The Priest-Commentator Problem

There is also the deeply rooted habit of waiting for someone else to tell us what the text means. The Reformation broke the stranglehold of the magisterium — in principle. But the instinct to have a licensed authority interpret scripture has not died. It has migrated from the priest to the commentator, from the bishop to the seminary professor.

This creates a curious circularity. The commentators inherit each other’s frameworks. A man who wants to say something new about Abraham’s wealth must first fight through the consensus of everyone who has written before him. The consensus protects itself. Those who deviate too far from it are dismissed as idiosyncratic, as advocates of fringe ideas, as sensationalists.
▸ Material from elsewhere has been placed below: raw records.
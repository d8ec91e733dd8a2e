//! Point lights

use bytemuck::{Pod, Zeroable};
use glam::{Vec3, Vec4};

/// Linear attenuation term
pub const LIGHT_LINEAR: f32 = 0.7;
/// Quadratic attenuation term
pub const LIGHT_QUADRATIC: f32 = 1.8;

/// Point light
///
/// Everything except the position is fixed at construction; the radius is
/// derived from the color.
#[derive(Debug, Clone, PartialEq)]
pub struct PointLight {
    name: String,
    ambient: Vec3,
    color: Vec3,
    position: Vec3,
    radius: f32,
}

impl PointLight {
    pub fn new(name: impl Into<String>, ambient: Vec3, color: Vec3, position: Vec3) -> Self {
        Self {
            name: name.into(),
            ambient,
            color,
            position,
            radius: Self::light_radius(color),
        }
    }

    /// Distance past which the light contributes less than 5/256 of its
    /// brightest channel
    pub fn light_radius(color: Vec3) -> f32 {
        let intensity = (color.x * 0.2126).max(color.y * 0.7152).max(color.z * 0.0722);
        (4.0 * intensity * (256.0 / 5.0)).sqrt() / 2.0
    }

    pub fn name(&self) -> &str {
        &self.name
    }

    pub fn ambient(&self) -> Vec3 {
        self.ambient
    }

    pub fn color(&self) -> Vec3 {
        self.color
    }

    pub fn position(&self) -> Vec3 {
        self.position
    }

    pub fn radius(&self) -> f32 {
        self.radius
    }

    pub(crate) fn set_position(&mut self, position: Vec3) {
        self.position = position;
    }

    pub fn to_gpu(&self) -> GpuPointLight {
        GpuPointLight {
            position_radius: self.position.extend(self.radius),
            color_linear: self.color.extend(LIGHT_LINEAR),
            ambient_quadratic: self.ambient.extend(LIGHT_QUADRATIC),
        }
    }
}

/// Point light record in the lighting pass's storage buffer
#[repr(C)]
#[derive(Debug, Clone, Copy, Pod, Zeroable)]
pub struct GpuPointLight {
    /// xyz = position, w = radius
    pub position_radius: Vec4,
    /// xyz = color, w = linear attenuation
    pub color_linear: Vec4,
    /// xyz = ambient, w = quadratic attenuation
    pub ambient_quadratic: Vec4,
}

/// Deterministic integer generator for scattering lights
#[derive(Debug, Clone)]
struct Lcg(u32);

impl Lcg {
    fn next(&mut self) -> u32 {
        self.0 = self.0.wrapping_mul(1_103_515_245).wrapping_add(12_345);
        (self.0 >> 16) & 0x7fff
    }

    /// One of 0.00, 0.01, ... 0.99
    fn percent(&mut self) -> f32 {
        (self.next() % 100) as f32 / 100.0
    }
}

/// Scatter `count` lights around the demo scene
///
/// Positions fall in x, z in [-3, 3) and y in [-4, 2); color channels are whole
/// numbers below 100 and the ambient term is a tiny fraction of the color.
/// The same seed always gives the same lights.
pub fn scatter_point_lights(count: usize, seed: u32) -> Vec<PointLight> {
    let mut rng = Lcg(seed);
    (0..count)
        .map(|i| {
            let x = rng.percent() * 6.0 - 3.0;
            let y = rng.percent() * 6.0 - 4.0;
            let z = rng.percent() * 6.0 - 3.0;
            let color = Vec3::new(
                (rng.next() % 100) as f32,
                (rng.next() % 100) as f32,
                (rng.next() % 100) as f32,
            );
            PointLight::new(
                format!("pointLight[{}]", i),
                color * 0.0001,
                color,
                Vec3::new(x, y, z),
            )
        })
        .collect()
}

#[cfg(test)]
mod tests {
    use super::*;

    #[test]
    fn test_radius_heuristic() {
        // Green dominates: I = 10 * 0.7152
        let radius = PointLight::light_radius(Vec3::new(10.0, 10.0, 10.0));
        let expected = (4.0 * 7.152 * 51.2_f32).sqrt() / 2.0;
        assert!((radius - expected).abs() < 1e-4);
        assert_eq!(PointLight::light_radius(Vec3::ZERO), 0.0);
    }

    #[test]
    fn test_gpu_record_packs_attenuation() {
        let light = PointLight::new("l", Vec3::splat(0.1), Vec3::X, Vec3::new(1.0, 2.0, 3.0));
        let gpu = light.to_gpu();
        assert_eq!(gpu.position_radius.truncate(), Vec3::new(1.0, 2.0, 3.0));
        assert_eq!(gpu.position_radius.w, light.radius());
        assert_eq!(gpu.color_linear.w, LIGHT_LINEAR);
        assert_eq!(gpu.ambient_quadratic.w, LIGHT_QUADRATIC);
        assert_eq!(std::mem::size_of::<GpuPointLight>(), 48);
    }

    #[test]
    fn test_scatter_is_deterministic_and_bounded() {
        let a = scatter_point_lights(16, 13);
        let b = scatter_point_lights(16, 13);
        assert_eq!(a, b);
        assert_eq!(a.len(), 16);
        assert_eq!(a[3].name(), "pointLight[3]");

        for light in &a {
            let p = light.position();
            assert!((-3.0..3.0).contains(&p.x));
            assert!((-4.0..2.0).contains(&p.y));
            assert!((-3.0..3.0).contains(&p.z));
            let c = light.color();
            assert!(c.max_element() < 100.0 && c.min_element() >= 0.0);
            assert_eq!(c.x.fract(), 0.0);
            assert!((light.ambient() - c * 0.0001).length() < 1e-6);
        }

        assert_ne!(scatter_point_lights(16, 14), a);
    }
}
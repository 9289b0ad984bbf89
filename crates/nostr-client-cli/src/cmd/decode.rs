use crate::bech32_codec;
use crate::error::CliError;

pub fn run(value: &str) -> Result<(), CliError> {
    let decoded = bech32_codec::decode(value)?;
    println!("{}\t{}", decoded.hrp, decoded.hex);
    Ok(())
}
use thiserror::Error;

/// The binary's single error type: every inner crate's typed error converts
/// into this via `#[from]`, and `main` reports its `Display` plus a non-zero
/// exit code. Typed errors all the way down, flattened to one enum at the
/// edge where a human reads them.
#[derive(Debug, Error)]
pub enum CliError {
    #[error(transparent)]
    Relay(#[from] nostr_client_net::RelayError),

    #[error(transparent)]
    Collector(#[from] nostr_client_collector::CollectorError),

    #[error(transparent)]
    FileCodec(#[from] nostr_client_filecodec::FileCodecError),

    #[error(transparent)]
    Config(#[from] nostr_client_config::ConfigError),

    #[error(transparent)]
    Crypto(#[from] nostr_client_crypto::CryptoError),

    #[error(transparent)]
    Types(#[from] nostr_client_types::TypesError),

    #[error("invalid NIP-19 string: {0}")]
    Nip19(String),

    #[error("invalid relay url: {0}")]
    InvalidUrl(String),

    #[error("invalid filter JSON: {0}")]
    FilterJson(#[from] serde_json::Error),

    #[error(transparent)]
    Io(#[from] std::io::Error),

    #[error(transparent)]
    Http(#[from] reqwest::Error),
}
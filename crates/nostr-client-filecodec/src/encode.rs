use std::io::{Read, Seek, SeekFrom};
use std::time::{SystemTime, UNIX_EPOCH};

use base64::engine::general_purpose::STANDARD as BASE64_STANDARD;
use base64::Engine;

use nostr_client_crypto::{compute_event_id, Signer, StreamHasher};
use nostr_client_types::{kind, Event, EventId, UnsignedEvent};

use crate::chunker::{chunk_ranges, chunk_size_for};
use crate::error::FileCodecError;

/// An opaque random-access byte blob: a local file in the CLI, an in-memory
/// `Cursor` in tests.
pub trait SeekRead: Read + Seek {}
impl<T: Read + Seek> SeekRead for T {}

/// Inputs to a NIP-95 encode.
#[derive(Debug, Clone)]
pub struct FileCodecOptions {
    pub max_message_size: usize,
    pub file_name: String,
    pub mime_type: Option<String>,
    pub description: Option<String>,
    pub alt: Option<String>,
    pub created_at: Option<i64>,
}

impl FileCodecOptions {
    pub fn new(file_name: impl Into<String>, mime_type: impl Into<String>, max_message_size: usize) -> Self {
        Self {
            max_message_size,
            file_name: file_name.into(),
            mime_type: Some(mime_type.into()),
            description: None,
            alt: None,
            created_at: None,
        }
    }
}

/// The result of the chunker's first pass: the signed metadata event plus
/// everything the second pass needs to re-read and re-sign identical chunks.
/// The codec re-reads chunks from the blob on the second pass, so the
/// signer must be deterministic given `(template, created_at)`.
pub struct EncodePlan {
    pub metadata_event: Event,
    pub chunk_size: usize,
    pub total_size: u64,
    pub sha256_hex: String,
    ranges: Vec<(u64, u64)>,
    created_at: i64,
}

impl EncodePlan {
    pub fn num_chunks(&self) -> usize {
        self.ranges.len()
    }

    /// The second pass: re-reads `blob` from the start and re-signs each
    /// chunk in order, lazily. Every yielded id matches the corresponding
    /// `e` tag on `metadata_event`, since chunking and signing are both
    /// deterministic given `(template, created_at)`.
    pub fn chunk_events<'a>(&'a self, blob: &'a mut dyn SeekRead, signer: &'a dyn Signer) -> ChunkEvents<'a> {
        ChunkEvents {
            blob,
            signer,
            ranges: self.ranges.iter(),
            created_at: self.created_at,
            buf: vec![0u8; self.chunk_size.max(1)],
            seeked: false,
        }
    }
}

/// Lazily re-reads and re-signs chunk events from the blob, in emission
/// order.
pub struct ChunkEvents<'a> {
    blob: &'a mut dyn SeekRead,
    signer: &'a dyn Signer,
    ranges: std::slice::Iter<'a, (u64, u64)>,
    created_at: i64,
    buf: Vec<u8>,
    seeked: bool,
}

impl<'a> Iterator for ChunkEvents<'a> {
    type Item = Result<Event, FileCodecError>;

    fn next(&mut self) -> Option<Self::Item> {
        if !self.seeked {
            self.seeked = true;
            if let Err(e) = self.blob.seek(SeekFrom::Start(0)) {
                return Some(Err(e.into()));
            }
        }
        let &(_, len) = self.ranges.next()?;
        let len = len as usize;
        Some(self.next_chunk(len))
    }
}

impl<'a> ChunkEvents<'a> {
    fn next_chunk(&mut self, len: usize) -> Result<Event, FileCodecError> {
        self.blob.read_exact(&mut self.buf[..len])?;
        let content = BASE64_STANDARD.encode(&self.buf[..len]);
        let unsigned = UnsignedEvent::new(kind::FILE_CHUNK, content, vec![], self.created_at);
        Ok(self.signer.sign(unsigned)?)
    }
}

/// First pass: reads `blob` once (`total_size` bytes) to compute the
/// whole-file SHA-256 and every chunk event's id, then builds and signs the
/// kind-1065 metadata event whose `e` tags name those ids in order.
pub fn plan(
    blob: &mut dyn SeekRead,
    total_size: u64,
    signer: &dyn Signer,
    options: &FileCodecOptions,
) -> Result<EncodePlan, FileCodecError> {
    let mime_type = options.mime_type.clone().ok_or(FileCodecError::MissingMimeType)?;
    let chunk_size = chunk_size_for(options.max_message_size)?;
    let ranges = chunk_ranges(total_size, chunk_size);
    let created_at = options.created_at.unwrap_or_else(now_unix);
    let pubkey = signer.public_key()?;

    let mut hasher = StreamHasher::new();
    let mut chunk_ids: Vec<EventId> = Vec::with_capacity(ranges.len());
    blob.seek(SeekFrom::Start(0))?;
    let mut buf = vec![0u8; chunk_size.max(1)];
    for &(_, len) in &ranges {
        let len = len as usize;
        blob.read_exact(&mut buf[..len])?;
        hasher.update(&buf[..len]);
        let content = BASE64_STANDARD.encode(&buf[..len]);
        let id = compute_event_id(&pubkey, created_at, kind::FILE_CHUNK, &[], &content);
        chunk_ids.push(id);
    }
    let sha256_hex = hasher.finalize_hex();

    let mut tags = vec![
        vec!["name".to_string(), options.file_name.clone()],
        vec!["m".to_string(), mime_type],
        vec!["x".to_string(), sha256_hex.clone()],
        vec!["fileName".to_string(), options.file_name.clone()],
        vec!["size".to_string(), total_size.to_string()],
    ];
    if ranges.len() > 1 {
        tags.push(vec!["blockSize".to_string(), chunk_size.to_string()]);
    }
    for id in &chunk_ids {
        tags.push(vec!["e".to_string(), id.to_hex()]);
    }
    if let Some(alt) = &options.alt {
        tags.push(vec!["alt".to_string(), alt.clone()]);
    }

    let metadata_unsigned =
        UnsignedEvent::new(kind::FILE_METADATA, options.description.clone().unwrap_or_default(), tags, created_at);
    let metadata_event = signer.sign(metadata_unsigned)?;

    Ok(EncodePlan { metadata_event, chunk_size, total_size, sha256_hex, ranges, created_at })
}

fn now_unix() -> i64 {
    SystemTime::now().duration_since(UNIX_EPOCH).expect("system clock is after the Unix epoch").as_secs() as i64
}
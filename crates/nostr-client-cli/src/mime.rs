//! Extension-based MIME type guessing for `file upload` when `--mime` is
//! omitted. Deliberately small: a handful of common types rather than a full
//! registry crate.

use std::path::Path;

pub fn guess_mime_type(path: &Path) -> Option<String> {
    let ext = path.extension()?.to_str()?.to_ascii_lowercase();
    let mime = match ext.as_str() {
        "jpg" | "jpeg" => "image/jpeg",
        "png" => "image/png",
        "gif" => "image/gif",
        "webp" => "image/webp",
        "svg" => "image/svg+xml",
        "pdf" => "application/pdf",
        "txt" => "text/plain",
        "md" => "text/markdown",
        "json" => "application/json",
        "mp4" => "video/mp4",
        "mov" => "video/quicktime",
        "mp3" => "audio/mpeg",
        "wav" => "audio/wav",
        "zip" => "application/zip",
        "tar" => "application/x-tar",
        "gz" => "application/gzip",
        _ => return None,
    };
    Some(mime.to_string())
}

#[cfg(test)]
mod tests {
    use super::*;

    #[test]
    fn guesses_known_extension() {
        assert_eq!(guess_mime_type(Path::new("photo.JPG")).as_deref(), Some("image/jpeg"));
    }

    #[test]
    fn unknown_extension_is_none() {
        assert_eq!(guess_mime_type(Path::new("blob.xyz")), None);
    }

    #[test]
    fn no_extension_is_none() {
        assert_eq!(guess_mime_type(Path::new("blob")), None);
    }
}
The result is a kind of block-headed dullness — comfortable, mutually reinforcing, apparently scholarly, and profoundly limited.

The Reformation principle was not just that the Bible is the authority rather than the church. It was that the Bible is accessible to ordinary people who will take it seriously and read it carefully. A sanctified imagination — the willingness to enter the text, to see the patriarchs as real people operating in a real world, to ask what it would actually look like to approach a king of Egypt’s calibre with a household of several hundred — is not a threat to careful scholarship. It is the precondition of it.

The Veil Lifted

There is something else at work too — something that the scripture itself describes. God is sovereign not just over election but over illumination. It is possible for the veil to be over the reading of a text, not because the text is obscure, but because the reader has not been given eyes to see. And it is equally possible for that veil to begin lifting — for things that have always been in the text to suddenly become visible, not because the text has changed but because God has decided to open eyes.

This may sound like an excuse for any idiosyncratic reading: God showed me something the commentators missed. But it is not. The test is whether what is seen is actually there — whether it is confirmed by careful exegesis, by the internal consistency of the text, by the broader biblical framework. The question of Abraham’s wealth is not a case of private revelation. It is a case of reading what the text actually says and refusing to blink.

That is what is needed. Not a new theological novelty. But a willingness to look at what is plainly in the text, to take the real people of scripture seriously as real people, and to stop letting paganism — dressed as orthodoxy — tell us what the Bible is and is not allowed to be about.